Menschenrechtsanwalt über Syrien: „Dem Westen fehlt jede Vision“
Die westliche Politik unterschätzt die Gefahr, die von den Dschihadisten ausgeht, kritisiert Anwar al-Buni. Es gehe nur noch ums Überleben.
taz: Herr al-Buni, trotz des Krieges haben Sie bis vor Kurzem als Menschenrechtsanwalt in Syrien gearbeitet. Doch dann mussten auch Sie ins Exil. Was hat den Ausschlag gegeben?

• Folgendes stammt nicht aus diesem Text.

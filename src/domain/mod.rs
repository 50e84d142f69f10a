// Domain layer: plain data shared by the engine and the ports (traits) its adapters implement.

pub mod model;
pub mod ports;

Anwar Al-Buni: Für mich stand fest, solange ich noch etwas für die Gefangenen ausrichten kann, bleibe ich bei ihnen. Aber am Ende durften wir sie nicht mehr besuchen, nicht mehr vor Gericht verteidigen, wir konnten nichts mehr tun. Dann kündigten drei Geheimdienste an, sie würden mich verhaften. Also musste ich Syrien verlassen. In Syrien geht es nur noch ums Überleben, nicht mehr um den Kampf um Freiheit. Sonst wäre ich geblieben.
Sie waren von 2006 bis 2011 selbst im Gefängnis und haben Ihre Lizenz als Anwalt nie verloren, haben nach Ihrer Entlassung sofort wieder politische Gefangene verteidigt. Warum hat das Regime Sie gewähren lassen?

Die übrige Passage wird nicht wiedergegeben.